Taste: Creamy, roasted coffee-bean chocolate that seems to melt away thick and creamy in the mouth. Ironically, I think this is better from the bottle than it was on tap. Turkish coffee splashed with Kentucky bourbon. Lots of roasty notes, tangy wood charcoal, smoky undertones. The name is very apt—it’s easy to get lost in the flavors… As it warms I get more of the barrel (wood) notes and bourbon.
Mouthfeel: Full and rich and incredibly smooth and creamy… finishes dry but not at all harsh… a bit of residual heat from the alcohol.
Overall: Believe all the hype, this beer fulfills and exceeds it. Not kidding. A line from Charlie Papazian’s New Complete Joy of Homebrewing comes to mind: "Liquid sex in a bottle." Yeah, I went there. Deal with it. I bought a case + 2 bottles and I may go back for more if I can find it.
On BeerAdvocate, it scores the top grade of A+ ("world class"). On RateBeer, it scores 4.16 out of 5 and is in their 100th percentile.
I thought your blog was PG!!!
Those photos are highly suspect of an R-rating.
Oh, dear Beer Gods above — please bring me a 22oz. bottle of Abyss every Christmas, Birthday, and Anniversary for the rest of my life.
It’s all I want.
I love this beer. Period.
I want to make food with it, like chili or soup. I want to reduce it and drizzle it on a filet of halibut or ahi. I want to carmelize it and make chocolate cake with it. I want to sip it for breakfast before my coffee, and maybe soak my feet in it during a pedicure. Surely the high alcohol content will soften my cuticles, right?

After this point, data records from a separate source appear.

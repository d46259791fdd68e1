//! Longest common subsequence over arbitrary sequences.
//!
//! Used to seed node matches, to align children when detecting reorders,
//! and to compare token and character sequences for distances.

/// One step of a sequence edit script
#[derive(Debug, Clone, Copy, PartialEq, Eq, Hash)]
pub enum SequenceEdit {
    /// `old[old_index]` corresponds to `new[new_index]`
    Match { old_index: usize, new_index: usize },
    Insert { new_index: usize },
    Delete { old_index: usize },
}

/// Compute the LCS of two sequences.
/// Returns index pairs into `old` and `new`, both ascending.
pub fn compute<T, U>(old: &[T], new: &[U], eq: impl Fn(&T, &U) -> bool) -> Vec<(usize, usize)> {
    if old.is_empty() || new.is_empty() {
        return Vec::new();
    }

    // Build LCS table
    let m = old.len();
    let n = new.len();
    let mut dp = vec![vec![0u32; n + 1]; m + 1];

    for (i, old_elem) in old.iter().enumerate() {
        for (j, new_elem) in new.iter().enumerate() {
            dp[i + 1][j + 1] = if eq(old_elem, new_elem) {
                dp[i][j] + 1
            } else {
                dp[i + 1][j].max(dp[i][j + 1])
            };
        }
    }

    // Backtrack to find LCS
    let mut result = Vec::with_capacity(dp[m][n] as usize);
    let mut i = m;
    let mut j = n;
    while i > 0 && j > 0 {
        if eq(&old[i - 1], &new[j - 1]) && dp[i][j] == dp[i - 1][j - 1] + 1 {
            result.push((i - 1, j - 1));
            i -= 1;
            j -= 1;
        } else if dp[i - 1][j] >= dp[i][j - 1] {
            i -= 1;
        } else {
            j -= 1;
        }
    }

    result.reverse();
    result
}

/// Length of the LCS, computed with a single rolling row
pub fn length<T, U>(old: &[T], new: &[U], eq: impl Fn(&T, &U) -> bool) -> usize {
    if old.is_empty() || new.is_empty() {
        return 0;
    }
    let mut prev = vec![0u32; new.len() + 1];
    let mut row = vec![0u32; new.len() + 1];
    for old_elem in old {
        for (j, new_elem) in new.iter().enumerate() {
            row[j + 1] = if eq(old_elem, new_elem) {
                prev[j] + 1
            } else {
                row[j].max(prev[j + 1])
            };
        }
        std::mem::swap(&mut prev, &mut row);
    }
    prev[new.len()] as usize
}

/// `1 - lcs / max(len)`; 0 when both sequences are empty
pub fn distance<T, U>(old: &[T], new: &[U], eq: impl Fn(&T, &U) -> bool) -> f64 {
    let max = old.len().max(new.len());
    if max == 0 {
        return 0.0;
    }
    1.0 - length(old, new, eq) as f64 / max as f64
}

/// Edit script transforming `old` into `new`, in sequence order.
/// Deletes come before inserts between two matched elements.
pub fn edits<T, U>(old: &[T], new: &[U], eq: impl Fn(&T, &U) -> bool) -> Vec<SequenceEdit> {
    let pairs = compute(old, new, eq);
    let mut result = Vec::with_capacity(old.len() + new.len());
    let mut old_index = 0;
    let mut new_index = 0;
    for (matched_old, matched_new) in pairs.into_iter().chain(std::iter::once((old.len(), new.len()))) {
        while old_index < matched_old {
            result.push(SequenceEdit::Delete { old_index });
            old_index += 1;
        }
        while new_index < matched_new {
            result.push(SequenceEdit::Insert { new_index });
            new_index += 1;
        }
        if matched_old < old.len() && matched_new < new.len() {
            result.push(SequenceEdit::Match {
                old_index: matched_old,
                new_index: matched_new,
            });
            old_index += 1;
            new_index += 1;
        }
    }
    result
}

/// Character distance between two names
pub fn string_distance(old: &str, new: &str) -> f64 {
    let old: Vec<char> = old.chars().collect();
    let new: Vec<char> = new.chars().collect();
    distance(&old, &new, |a, b| a == b)
}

Is there such a thing as a perfect beer?
More. Please!
I had a glass at Concordia the day after the superbowl and was pleased with the beer. I’m not really sure why folks are going ape-poo over it, but they are. It’s really a damn fine beer, but i could only see it within my self (wallet) to buy one bottle. Somehow I managed to get a bottle recently, long after I thought they’d be gone.